Below are some records; output all of them exactly as they read.
··· RECORD EXCERPTS ···
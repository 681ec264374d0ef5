//! Locating the meaningful rows and columns inside a league sheet.
//!
//! Sheets are loosely structured: a header row somewhere near the top holds
//! the column labels and a run of dates, a handicap row sits above it, and
//! per-player data rows follow. Nothing here knows about scores, only where
//! things are.

use crate::config::LeagueConfig;
use crate::error::LayoutError;
use crate::grid::Grid;
use crate::parse::parse_date;

/// Labels that must all appear in the header row.
const HEADER_MARKERS: [&str; 3] = ["puz", "player", "cat."];

/// Number of rows below the header searched for the first "raw" row.
const RAW_ROW_SCAN: usize = 5;

/// Positions inferred once per sheet.
#[derive(Debug, Clone, Copy, PartialEq, Eq)]
pub struct LayoutAnchor {
    pub header_row: usize,
    /// `None` when no handicap row could be located.
    pub handicap_row: Option<usize>,
    pub first_date_col: usize,
}

/// Locate header row, first date column and handicap row.
pub fn locate(grid: &Grid, config: &LeagueConfig) -> Result<LayoutAnchor, LayoutError> {
    let header_row = find_header_row(grid).ok_or(LayoutError::NoHeader)?;
    let first_date_col = grid
        .row(header_row)
        .iter()
        .position(|cell| parse_date(cell).is_some())
        .ok_or(LayoutError::NoDateColumn)?;
    let handicap_row = find_handicap_row(grid, header_row, config.handicap_row_fallback);

    log::debug!(
        "header row {}, first date column {}, handicap row {:?}",
        header_row,
        first_date_col,
        handicap_row
    );

    Ok(LayoutAnchor {
        header_row,
        handicap_row,
        first_date_col,
    })
}

fn find_header_row(grid: &Grid) -> Option<usize> {
    grid.rows().position(|row| {
        HEADER_MARKERS
            .iter()
            .all(|marker| row.iter().any(|cell| cell.as_str() == *marker))
    })
}

fn row_contains(row: &[String], needle: &str) -> bool {
    row.iter().any(|cell| cell.to_lowercase().contains(needle))
}

/// Nearest row above the header mentioning "xword handicap", else the nearest
/// mentioning "handicap", else `fallback` rows above the header.
fn find_handicap_row(grid: &Grid, header_row: usize, fallback: Option<usize>) -> Option<usize> {
    for needle in ["xword handicap", "handicap"] {
        if let Some(idx) = (0..header_row)
            .rev()
            .find(|&i| row_contains(grid.row(i), needle))
        {
            return Some(idx);
        }
    }

    let offset = fallback?;
    match header_row.checked_sub(offset) {
        Some(idx) => {
            log::debug!("no handicap label above header, assuming row {}", idx);
            Some(idx)
        }
        None => {
            log::warn!(
                "no handicap row found and header row {} has fewer than {} rows above it",
                header_row,
                offset
            );
            None
        }
    }
}

/// First row after the header with a "start w" label, if any.
pub fn find_starting_words_row(grid: &Grid, header_row: usize) -> Option<usize> {
    (header_row + 1..grid.len()).find(|&i| row_contains(grid.row(i), "start w"))
}

/// Where game, player and category sit in a data row, and where scores begin.
#[derive(Debug, Clone, Copy, PartialEq, Eq)]
pub struct DataLayout {
    pub game_col: usize,
    pub player_col: usize,
    pub category_col: usize,
    pub score_start_col: usize,
}

impl DataLayout {
    /// Category label in the first date column; scores start one column right.
    fn raw_at_date(first_date_col: usize) -> Option<Self> {
        Some(Self {
            game_col: first_date_col.checked_sub(2)?,
            player_col: first_date_col - 1,
            category_col: first_date_col,
            score_start_col: first_date_col + 1,
        })
    }

    /// Category label just left of the first date column; scores start under the dates.
    fn raw_before_date(first_date_col: usize) -> Option<Self> {
        Some(Self {
            game_col: first_date_col.checked_sub(3)?,
            player_col: first_date_col - 2,
            category_col: first_date_col - 1,
            score_start_col: first_date_col,
        })
    }

    /// Rightmost of the label columns; shorter rows cannot be classified.
    pub fn last_label_col(&self) -> usize {
        self.game_col.max(self.player_col).max(self.category_col)
    }
}

fn is_raw(cell: Option<&str>) -> bool {
    cell.is_some_and(|c| c.trim().eq_ignore_ascii_case("raw"))
}

/// Detect the data-row layout from the first "raw" row just below the header.
///
/// Two layouts are known: "raw" in the first date column, or "raw" one column
/// to its left. Whichever appears first wins and applies to the whole sheet.
pub fn detect_data_layout(
    grid: &Grid,
    header_row: usize,
    first_date_col: usize,
) -> Result<DataLayout, LayoutError> {
    let end = (header_row + 1 + RAW_ROW_SCAN).min(grid.len());
    for i in header_row + 1..end {
        let row = grid.row(i);
        if row.len() <= first_date_col {
            continue;
        }
        if is_raw(row.get(first_date_col).map(String::as_str)) {
            if let Some(layout) = DataLayout::raw_at_date(first_date_col) {
                return Ok(layout);
            }
        }
        let before = first_date_col
            .checked_sub(1)
            .and_then(|col| row.get(col))
            .map(String::as_str);
        if is_raw(before) {
            if let Some(layout) = DataLayout::raw_before_date(first_date_col) {
                return Ok(layout);
            }
        }
    }
    Err(LayoutError::NoRawRow)
}
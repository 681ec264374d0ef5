//! Turning a sheet cell into the score the league actually recorded.
//!
//! The sheet stores some games in a spreadsheet-friendly encoding and scales
//! some crossword scores by a handicap. Each game gets at most one inverse
//! transform, chosen by slug.

use chrono::NaiveDate;

use crate::config::LeagueConfig;
use crate::parse::ScoreValue;

pub const CROSSWORD: &str = "crossword";
pub const WORDLE: &str = "wordle";
pub const CONNECTIONS: &str = "connections";

/// Stored Wordle value for a failed puzzle.
pub const WORDLE_FAIL: i64 = 7;
/// Stored Connections value for a failed puzzle (maximum mistakes).
pub const CONNECTIONS_FAIL: i64 = 4;

const DECIMAL_PLACES: i32 = 4;

/// Inputs identifying one sheet cell.
#[derive(Debug, Clone, Copy)]
pub struct CellContext<'a> {
    pub game_slug: &'a str,
    pub player: &'a str,
    pub date: NaiveDate,
    /// Handicap fraction for the cell's date column.
    pub handicap: Option<f64>,
}

/// Canonical score for one cell.
pub fn normalize_score(value: ScoreValue, cell: &CellContext<'_>, config: &LeagueConfig) -> ScoreValue {
    let value = match cell.game_slug {
        CROSSWORD if config.crossword_handicapped(cell.player, cell.date) => {
            reverse_handicap(value, cell.handicap)
        }
        WORDLE => wordle_remap(value),
        CONNECTIONS => connections_remap(value),
        _ => value,
    };
    value.rounded(DECIMAL_PLACES)
}

/// Undo a handicap of `handicap` (a fraction in (0, 1]).
pub fn reverse_handicap(value: ScoreValue, handicap: Option<f64>) -> ScoreValue {
    match handicap {
        Some(h) if h > 0.0 => ScoreValue::Decimal(value.as_f64() / h),
        _ => value,
    }
}

/// Sheet stores remaining rows (0-5) or -1 for a fail; stored value is guesses
/// used (1-6) or 7 for a fail.
pub fn wordle_remap(value: ScoreValue) -> ScoreValue {
    let v = value.as_f64();
    if v == -1.0 {
        ScoreValue::Int(WORDLE_FAIL)
    } else if (0.0..=5.0).contains(&v) {
        ScoreValue::Int(6 - value.truncate())
    } else {
        value
    }
}

/// Sheet stores 5 minus mistakes with 0 for a fail; stored value is mistakes
/// (0-4) with a fail counted as 4.
pub fn connections_remap(value: ScoreValue) -> ScoreValue {
    let v = value.as_f64();
    if v == 0.0 {
        ScoreValue::Int(CONNECTIONS_FAIL)
    } else if (1.0..=5.0).contains(&v) {
        ScoreValue::Int(5 - value.truncate())
    } else {
        value
    }
}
···
## FINAL ANSWER
repository 681ec264374d0ef5
//! Locating the meaningful rows and columns inside a league sheet.
//!
//! Sheets are loosely structured: a header row somewhere near the top holds
//! the column labels and a run of dates, a handicap row sits above it, and
//! per-player data rows follow. Nothing here knows about scores, only where
//! things are.

use crate::config::LeagueConfig;
use crate::error::LayoutError;
use crate::grid::Grid;
use crate::parse::parse_date;

/// Labels that must all appear in the header row.
const HEADER_MARKERS: [&str; 3] = ["puz", "player", "cat."];

/// Number of rows below the header searched for the first "raw" row.
const RAW_ROW_SCAN: usize = 5;

/// Positions inferred once per sheet.
#[derive(Debug, Clone, Copy, PartialEq, Eq)]
pub struct LayoutAnchor {
    pub header_row: usize,
    /// `None` when no handicap row could be located.
    pub handicap_row: Option<usize>,
    pub first_date_col: usize,
}

/// Locate header row, first date column and handicap row.
pub fn locate(grid: &Grid, config: &LeagueConfig) -> Result<LayoutAnchor, LayoutError> {
    let header_row = find_header_row(grid).ok_or(LayoutError::NoHeader)?;
    let first_date_col = grid
        .row(header_row)
        .iter()
        .position(|cell| parse_date(cell).is_some())
        .ok_or(LayoutError::NoDateColumn)?;
    let handicap_row = find_handicap_row(grid, header_row, config.handicap_row_fallback);

    log::debug!(
        "header row {}, first date column {}, handicap row {:?}",
        header_row,
        first_date_col,
        handicap_row
    );

    Ok(LayoutAnchor {
        header_row,
        handicap_row,
        first_date_col,
    })
}

fn find_header_row(grid: &Grid) -> Option<usize> {
    grid.rows().position(|row| {
        HEADER_MARKERS
            .iter()
            .all(|marker| row.iter().any(|cell| cell.as_str() == *marker))
    })
}

fn row_contains(row: &[String], needle: &str) -> bool {
    row.iter().any(|cell| cell.to_lowercase().contains(needle))
}

/// Nearest row above the header mentioning "xword handicap", else the nearest
/// mentioning "handicap", else `fallback` rows above the header.
fn find_handicap_row(grid: &Grid, header_row: usize, fallback: Option<usize>) -> Option<usize> {
    for needle in ["xword handicap", "handicap"] {
        if let Some(idx) = (0..header_row)
            .rev()
            .find(|&i| row_contains(grid.row(i), needle))
        {
            return Some(idx);
        }
    }

    let offset = fallback?;
    match header_row.checked_sub(offset) {
        Some(idx) => {
            log::debug!("no handicap label above header, assuming row {}", idx);
            Some(idx)
        }
        None => {
            log::warn!(
                "no handicap row found and header row {} has fewer than {} rows above it",
                header_row,
                offset
            );
            None
        }
    }
}

/// First row after the header with a "start w" label, if any.
pub fn find_starting_words_row(grid: &Grid, header_row: usize) -> Option<usize> {
    (header_row + 1..grid.len()).find(|&i| row_contains(grid.row(i), "start w"))
}

/// Where game, player and category sit in a data row, and where scores begin.
#[derive(Debug, Clone, Copy, PartialEq, Eq)]
pub struct DataLayout {
    pub game_col: usize,
    pub player_col: usize,
    pub category_col: usize,
    pub score_start_col: usize,
}

impl DataLayout {
    /// Category label in the first date column; scores start one column right.
    fn raw_at_date(first_date_col: usize) -> Option<Self> {
        Some(Self {
            game_col: first_date_col.checked_sub(2)?,
            player_col: first_date_col - 1,
            category_col: first_date_col,
            score_start_col: first_date_col + 1,
        })
    }

    /// Category label just left of the first date column; scores start under the dates.
    fn raw_before_date(first_date_col: usize) -> Option<Self> {
        Some(Self {
            game_col: first_date_col.checked_sub(3)?,
            player_col: first_date_col - 2,
            category_col: first_date_col - 1,
            score_start_col: first_date_col,
        })
    }

    /// Rightmost of the label columns; shorter rows cannot be classified.
    pub fn last_label_col(&self) -> usize {
        self.game_col.max(self.player_col).max(self.category_col)
    }
}

fn is_raw(cell: Option<&str>) -> bool {
    cell.is_some_and(|c| c.trim().eq_ignore_ascii_case("raw"))
}

/// Detect the data-row layout from the first "raw" row just below the header.
///
/// Two layouts are known: "raw" in the first date column, or "raw" one column
/// to its left. Whichever appears first wins and applies to the whole sheet.
pub fn detect_data_layout(
    grid: &Grid,
    header_row: usize,
    first_date_col: usize,
) -> Result<DataLayout, LayoutError> {
    let end = (header_row + 1 + RAW_ROW_SCAN).min(grid.len());
    for i in header_row + 1..end {
        let row = grid.row(i);
        if row.len() <= first_date_col {
            continue;
        }
        if is_raw(row.get(first_date_col).map(String::as_str)) {
            if let Some(layout) = DataLayout::raw_at_date(first_date_col) {
                return Ok(layout);
            }
        }
        let before = first_date_col
            .checked_sub(1)
            .and_then(|col| row.get(col))
            .map(String::as_str);
        if is_raw(before) {
            if let Some(layout) = DataLayout::raw_before_date(first_date_col) {
                return Ok(layout);
            }
        }
    }
    Err(LayoutError::NoRawRow)
}
repository 681ec264374d0ef5
//! Turning a sheet cell into the score the league actually recorded.
//!
//! The sheet stores some games in a spreadsheet-friendly encoding and scales
//! some crossword scores by a handicap. Each game gets at most one inverse
//! transform, chosen by slug.

use chrono::NaiveDate;

use crate::config::LeagueConfig;
use crate::parse::ScoreValue;

pub const CROSSWORD: &str = "crossword";
pub const WORDLE: &str = "wordle";
pub const CONNECTIONS: &str = "connections";

/// Stored Wordle value for a failed puzzle.
pub const WORDLE_FAIL: i64 = 7;
/// Stored Connections value for a failed puzzle (maximum mistakes).
pub const CONNECTIONS_FAIL: i64 = 4;

const DECIMAL_PLACES: i32 = 4;

/// Inputs identifying one sheet cell.
#[derive(Debug, Clone, Copy)]
pub struct CellContext<'a> {
    pub game_slug: &'a str,
    pub player: &'a str,
    pub date: NaiveDate,
    /// Handicap fraction for the cell's date column.
    pub handicap: Option<f64>,
}

/// Canonical score for one cell.
pub fn normalize_score(value: ScoreValue, cell: &CellContext<'_>, config: &LeagueConfig) -> ScoreValue {
    let value = match cell.game_slug {
        CROSSWORD if config.crossword_handicapped(cell.player, cell.date) => {
            reverse_handicap(value, cell.handicap)
        }
        WORDLE => wordle_remap(value),
        CONNECTIONS => connections_remap(value),
        _ => value,
    };
    value.rounded(DECIMAL_PLACES)
}

/// Undo a handicap of `handicap` (a fraction in (0, 1]).
pub fn reverse_handicap(value: ScoreValue, handicap: Option<f64>) -> ScoreValue {
    match handicap {
        Some(h) if h > 0.0 => ScoreValue::Decimal(value.as_f64() / h),
        _ => value,
    }
}

/// Sheet stores remaining rows (0-5) or -1 for a fail; stored value is guesses
/// used (1-6) or 7 for a fail.
pub fn wordle_remap(value: ScoreValue) -> ScoreValue {
    let v = value.as_f64();
    if v == -1.0 {
        ScoreValue::Int(WORDLE_FAIL)
    } else if (0.0..=5.0).contains(&v) {
        ScoreValue::Int(6 - value.truncate())
    } else {
        value
    }
}

/// Sheet stores 5 minus mistakes with 0 for a fail; stored value is mistakes
/// (0-4) with a fail counted as 4.
pub fn connections_remap(value: ScoreValue) -> ScoreValue {
    let v = value.as_f64();
    if v == 0.0 {
        ScoreValue::Int(CONNECTIONS_FAIL)
    } else if (1.0..=5.0).contains(&v) {
        ScoreValue::Int(5 - value.truncate())
    } else {
        value
    }
}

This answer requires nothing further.